Record set START

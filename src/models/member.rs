//! Member model matching the signup form and admin dashboard.

use chrono::{DateTime, Utc};
use serde::{Deserialize, Deserializer, Serialize};
use serde_json::Value;

/// Study year a member selects on the signup form.
#[derive(Debug, Clone, Copy, Serialize, Deserialize, PartialEq, Eq, PartialOrd, Ord)]
pub enum Year {
    #[serde(rename = "1")]
    First,
    #[serde(rename = "2")]
    Second,
    #[serde(rename = "3")]
    Third,
    #[serde(rename = "4")]
    Fourth,
    #[serde(rename = "5")]
    Fifth,
    #[serde(rename = "graduate")]
    Graduate,
}

impl Year {
    pub fn as_str(&self) -> &'static str {
        match self {
            Year::First => "1",
            Year::Second => "2",
            Year::Third => "3",
            Year::Fourth => "4",
            Year::Fifth => "5",
            Year::Graduate => "graduate",
        }
    }

    pub fn from_str(s: &str) -> Option<Self> {
        match s {
            "1" => Some(Year::First),
            "2" => Some(Year::Second),
            "3" => Some(Year::Third),
            "4" => Some(Year::Fourth),
            "5" => Some(Year::Fifth),
            "graduate" => Some(Year::Graduate),
            _ => None,
        }
    }

    /// Display label, e.g. "2nd Year" or "Graduate".
    pub fn label(&self) -> &'static str {
        match self {
            Year::First => "1st Year",
            Year::Second => "2nd Year",
            Year::Third => "3rd Year",
            Year::Fourth => "4th Year",
            Year::Fifth => "5th Year",
            Year::Graduate => "Graduate",
        }
    }
}

/// A persisted TYTC signup. Never mutated after creation.
#[derive(Debug, Clone, Serialize, Deserialize, PartialEq)]
#[serde(rename_all = "camelCase")]
pub struct Member {
    pub id: String,
    pub name: String,
    pub email: String,
    pub university: String,
    #[serde(default)]
    pub course: String,
    /// One of `1`..`5`, `graduate`, or empty.
    #[serde(default)]
    pub year: String,
    #[serde(default)]
    pub phone: String,
    #[serde(default)]
    pub motivation: String,
    pub joined_at: DateTime<Utc>,
}

impl Member {
    /// Build a new record from a join request with server-assigned id and timestamp.
    pub fn from_request(id: String, request: JoinRequest, joined_at: DateTime<Utc>) -> Self {
        Self {
            id,
            name: request.name,
            email: request.email,
            university: request.university,
            course: request.course,
            year: request.year,
            phone: request.phone,
            motivation: request.motivation,
            joined_at,
        }
    }
}

/// Request body for joining TYTC.
///
/// Every field defaults to empty and accepts `null` or any scalar, so that
/// missing or odd fields surface as validation errors instead of
/// deserialization failures.
#[derive(Debug, Clone, Default, Serialize, Deserialize, PartialEq)]
#[serde(rename_all = "camelCase")]
pub struct JoinRequest {
    #[serde(default, deserialize_with = "lenient_string")]
    pub name: String,
    #[serde(default, deserialize_with = "lenient_string")]
    pub email: String,
    #[serde(default, deserialize_with = "lenient_string")]
    pub university: String,
    #[serde(default, deserialize_with = "lenient_string")]
    pub course: String,
    #[serde(default, deserialize_with = "lenient_string")]
    pub year: String,
    #[serde(default, deserialize_with = "lenient_string")]
    pub phone: String,
    #[serde(default, deserialize_with = "lenient_string")]
    pub motivation: String,
}

impl JoinRequest {
    /// Check required fields, email shape and year.
    ///
    /// Returns the first problem found as a human-readable message.
    pub fn validate(&self) -> Result<(), String> {
        if self.name.trim().is_empty() {
            return Err("Name is required".to_string());
        }
        if self.email.trim().is_empty() {
            return Err("Email is required".to_string());
        }
        if !looks_like_email(self.email.trim()) {
            return Err("Email address is invalid".to_string());
        }
        if self.university.trim().is_empty() {
            return Err("University is required".to_string());
        }
        if !self.year.is_empty() && Year::from_str(&self.year).is_none() {
            return Err(format!("Unknown year {:?}", self.year));
        }
        Ok(())
    }
}

/// `null` becomes empty, strings pass through, other values keep their JSON text.
fn lenient_string<'de, D>(deserializer: D) -> Result<String, D::Error>
where
    D: Deserializer<'de>,
{
    Ok(match Value::deserialize(deserializer)? {
        Value::Null => String::new(),
        Value::String(s) => s,
        other => other.to_string(),
    })
}

/// Basic `local@domain.tld` shape check. Not an RFC 5322 parser.
fn looks_like_email(email: &str) -> bool {
    let Some((local, domain)) = email.split_once('@') else {
        return false;
    };
    if local.is_empty() || domain.contains('@') || email.chars().any(char::is_whitespace) {
        return false;
    }
    match domain.rsplit_once('.') {
        Some((host, tld)) => !host.is_empty() && !tld.is_empty(),
        None => false,
    }
}

/// Response body for a successful join.
#[derive(Debug, Clone, Serialize, Deserialize)]
#[serde(rename_all = "camelCase")]
pub struct JoinResponse {
    pub success: bool,
    pub message: String,
    pub member_id: String,
}

/// Response body for the member count.
#[derive(Debug, Clone, Serialize, Deserialize)]
pub struct MemberCount {
    pub count: i64,
}

/// Response body for the admin member listing.
#[derive(Debug, Clone, Serialize, Deserialize)]
pub struct MemberList {
    pub members: Vec<Member>,
}

#[cfg(test)]
mod tests {
    use super::*;

    fn ada() -> JoinRequest {
        JoinRequest {
            name: "Ada".to_string(),
            email: "ada@x.com".to_string(),
            university: "Unilag".to_string(),
            year: "2".to_string(),
            ..Default::default()
        }
    }

    #[test]
    fn test_valid_request() {
        assert!(ada().validate().is_ok());
    }

    #[test]
    fn test_missing_required_fields() {
        let mut req = ada();
        req.name = "  ".to_string();
        assert_eq!(req.validate().unwrap_err(), "Name is required");

        let mut req = ada();
        req.university.clear();
        assert_eq!(req.validate().unwrap_err(), "University is required");
    }

    #[test]
    fn test_email_shape() {
        for bad in ["ada", "ada@", "@x.com", "ada@x", "ada@@x.com", "a da@x.com", "ada@.com"] {
            let mut req = ada();
            req.email = bad.to_string();
            assert!(req.validate().is_err(), "{bad} should be rejected");
        }
    }

    #[test]
    fn test_year_values() {
        let mut req = ada();
        req.year.clear();
        assert!(req.validate().is_ok());

        req.year = "graduate".to_string();
        assert!(req.validate().is_ok());

        req.year = "6".to_string();
        assert!(req.validate().is_err());
    }

    #[test]
    fn test_year_labels() {
        assert_eq!(Year::from_str("3").map(|y| y.label()), Some("3rd Year"));
        assert_eq!(Year::Graduate.as_str(), "graduate");
        assert_eq!(serde_json::to_value(Year::Second).unwrap(), "2");
    }

    #[test]
    fn test_member_json_is_camel_case() {
        let member = Member::from_request(
            "member_1_abc".to_string(),
            ada(),
            "2024-12-15T10:00:00Z".parse().unwrap(),
        );
        let json = serde_json::to_value(&member).unwrap();
        assert_eq!(json["joinedAt"], "2024-12-15T10:00:00Z");
        assert_eq!(json["year"], "2");
        assert_eq!(json["course"], "");
    }

    #[test]
    fn test_missing_optional_fields_default_to_empty() {
        let req: JoinRequest = serde_json::from_value(serde_json::json!({
            "name": "Ada",
            "email": "ada@x.com",
            "university": "Unilag"
        }))
        .unwrap();
        assert!(req.course.is_empty());
        assert!(req.year.is_empty());
    }

    #[test]
    fn test_null_and_scalar_fields_are_accepted() {
        let req: JoinRequest = serde_json::from_value(serde_json::json!({
            "name": "Ada",
            "email": "ada@x.com",
            "university": "Unilag",
            "course": null,
            "year": 2,
            "phone": null,
            "motivation": true
        }))
        .unwrap();
        assert_eq!(req.course, "");
        assert_eq!(req.year, "2");
        assert_eq!(req.phone, "");
        assert_eq!(req.motivation, "true");
        assert!(req.validate().is_ok());
    }
}
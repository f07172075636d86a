//! Admin console: fetch the member list, filter it in memory, export it.

mod export;
mod filter;

pub use export::*;
pub use filter::*;

use std::path::{Path, PathBuf};

use chrono::{DateTime, Utc};

use crate::client::{ClientError, TytcClient};
use crate::models::Member;

/// Admin dashboard state over a fetched member list.
pub struct AdminConsole {
    client: TytcClient,
    members: Vec<Member>,
    pub filter: MemberFilter,
}

impl AdminConsole {
    pub fn new(client: TytcClient) -> Self {
        Self {
            client,
            members: Vec::new(),
            filter: MemberFilter::default(),
        }
    }

    /// Fetch the full member list. On failure the previous list is kept.
    pub async fn refresh(&mut self) -> Result<usize, ClientError> {
        match self.client.list_members().await {
            Ok(members) => {
                self.members = members;
                Ok(self.members.len())
            }
            Err(e) => {
                tracing::warn!("Error fetching members: {}", e);
                Err(e)
            }
        }
    }

    pub fn client(&self) -> &TytcClient {
        &self.client
    }

    pub fn members(&self) -> &[Member] {
        &self.members
    }

    /// Members matching the current filter.
    pub fn filtered(&self) -> Vec<&Member> {
        self.filter.apply(&self.members)
    }

    pub fn stats(&self, now: DateTime<Utc>) -> MemberStats {
        MemberStats::compute(&self.members, now)
    }

    /// "All N members" without a filter, otherwise "Showing X of N members".
    pub fn summary(&self) -> String {
        if !self.filter.is_active() {
            return format!("All {} members", self.members.len());
        }
        format!(
            "Showing {} of {} members",
            self.filtered().len(),
            self.members.len()
        )
    }

    /// CSV of the currently filtered members.
    pub fn export(&self, now: DateTime<Utc>) -> CsvExport {
        export_csv(self.filtered(), now)
    }

    /// Write the filtered export into `dir` and return the file path.
    pub async fn write_export(&self, dir: &Path, now: DateTime<Utc>) -> std::io::Result<PathBuf> {
        let export = self.export(now);
        tokio::fs::create_dir_all(dir).await?;
        let path = dir.join(&export.filename);
        tokio::fs::write(&path, export.contents.as_bytes()).await?;
        tracing::info!("Exported members to {}", path.display());
        Ok(path)
    }
}
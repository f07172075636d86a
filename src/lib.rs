//! TYTC Backend
//!
//! Membership signup, member count, admin listing and news for the Tyora
//! Youth Tech Club, with SQLite persistence. The `client` and `admin` modules
//! hold the submission form and admin console logic that talk to it.

pub mod admin;
pub mod api;
pub mod auth;
pub mod client;
pub mod config;
pub mod db;
pub mod errors;
pub mod models;

use std::sync::Arc;

use axum::{
    middleware,
    routing::{get, post},
    Router,
};
use tower_http::cors::{Any, CorsLayer};
use tower_http::trace::TraceLayer;
use tracing_subscriber::{layer::SubscriberExt, util::SubscriberInitExt, EnvFilter};

use config::{Config, LogFormat};
use db::Repository;

/// Application state shared across all handlers.
#[derive(Clone)]
pub struct AppState {
    pub repo: Arc<Repository>,
    pub config: Arc<Config>,
}

/// Install the global tracing subscriber.
pub fn init_tracing(log_level: &str, format: LogFormat) {
    let env_filter =
        EnvFilter::try_from_default_env().unwrap_or_else(|_| EnvFilter::new(log_level));

    let registry = tracing_subscriber::registry().with(env_filter);
    match format {
        LogFormat::Json => registry.with(tracing_subscriber::fmt::layer().json()).init(),
        LogFormat::Pretty => registry.with(tracing_subscriber::fmt::layer()).init(),
    }
}

/// Create the application router with all routes.
pub fn create_router(state: AppState) -> Router {
    // CORS configuration
    let cors = CorsLayer::new()
        .allow_origin(Any)
        .allow_methods(Any)
        .allow_headers(Any);

    // Clone token for the auth layer
    let token = state.config.api_token.clone();
    let prefix = state.config.service_prefix.clone();

    let service_routes = Router::new()
        // Members
        .route("/members/count", get(api::member_count))
        .route("/members/join", post(api::join_members))
        .route("/admin/members", get(api::list_members))
        // News
        .route("/news", get(api::list_news))
        // Bootstrap
        .route("/init", post(api::initialize))
        // Apply bearer auth middleware
        .layer(middleware::from_fn(move |req, next| {
            auth::bearer_auth_layer(token.clone(), req, next)
        }));

    // Health check (no auth required)
    let health_routes = Router::new().route("/health", get(health_check));

    let router = if prefix.is_empty() {
        Router::new().merge(service_routes)
    } else {
        Router::new().nest(&prefix, service_routes)
    };

    router
        .merge(health_routes)
        .layer(cors)
        .layer(TraceLayer::new_for_http())
        .with_state(state)
}

/// Health check endpoint.
async fn health_check() -> &'static str {
    "OK"
}
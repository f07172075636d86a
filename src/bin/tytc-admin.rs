//! TYTC admin export tool.
//!
//! Fetches the member list, applies the filters from the environment, prints
//! the dashboard numbers and writes the filtered CSV export.

use std::env;
use std::path::PathBuf;

use chrono::Utc;

use tytc_backend::admin::{AdminConsole, MemberFilter};
use tytc_backend::client::{ClientConfig, TytcClient};
use tytc_backend::config::{normalize_prefix, LogFormat, DEFAULT_SERVICE_PREFIX};
use tytc_backend::init_tracing;

fn non_empty_var(key: &str) -> Option<String> {
    env::var(key).ok().filter(|v| !v.trim().is_empty())
}

#[tokio::main]
async fn main() -> Result<(), Box<dyn std::error::Error>> {
    dotenvy::dotenv().ok();
    init_tracing(
        &env::var("TYTC_LOG_LEVEL").unwrap_or_else(|_| "warn".to_string()),
        LogFormat::Pretty,
    );

    let base_url = match non_empty_var("TYTC_API_URL") {
        Some(url) => url,
        None => {
            let prefix = normalize_prefix(
                &env::var("TYTC_SERVICE_PREFIX")
                    .unwrap_or_else(|_| DEFAULT_SERVICE_PREFIX.to_string()),
            );
            format!("http://127.0.0.1:8080{}", prefix)
        }
    };
    let api_token = non_empty_var("TYTC_API_TOKEN");
    let export_dir: PathBuf = env::var("TYTC_EXPORT_DIR")
        .unwrap_or_else(|_| ".".to_string())
        .into();

    let client = TytcClient::new(ClientConfig::new(base_url, api_token))?;
    let mut console = AdminConsole::new(client);
    console.filter = MemberFilter {
        search: env::var("TYTC_ADMIN_SEARCH").unwrap_or_default(),
        university: non_empty_var("TYTC_ADMIN_UNIVERSITY"),
        year: non_empty_var("TYTC_ADMIN_YEAR"),
    };

    tracing::info!("Fetching members from {}", console.client().config().base_url);
    if let Err(e) = console.refresh().await {
        eprintln!("{}", e.user_message());
        return Err(e.into());
    }

    let now = Utc::now();
    let stats = console.stats(now);
    println!("Total members:  {}", stats.total);
    println!("Universities:   {}", stats.universities);
    println!("This month:     {}", stats.joined_this_month);
    println!("Today:          {}", stats.joined_today);
    println!("{}", console.summary());

    let path = console.write_export(&export_dir, now).await?;
    println!("Wrote {}", path.display());

    Ok(())
}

Record set END

Your assignment -> Show, from the material above, each line that includes the string "true".

Solution to the problem ->
            "motivation": true
        assert_eq!(req.motivation, "true");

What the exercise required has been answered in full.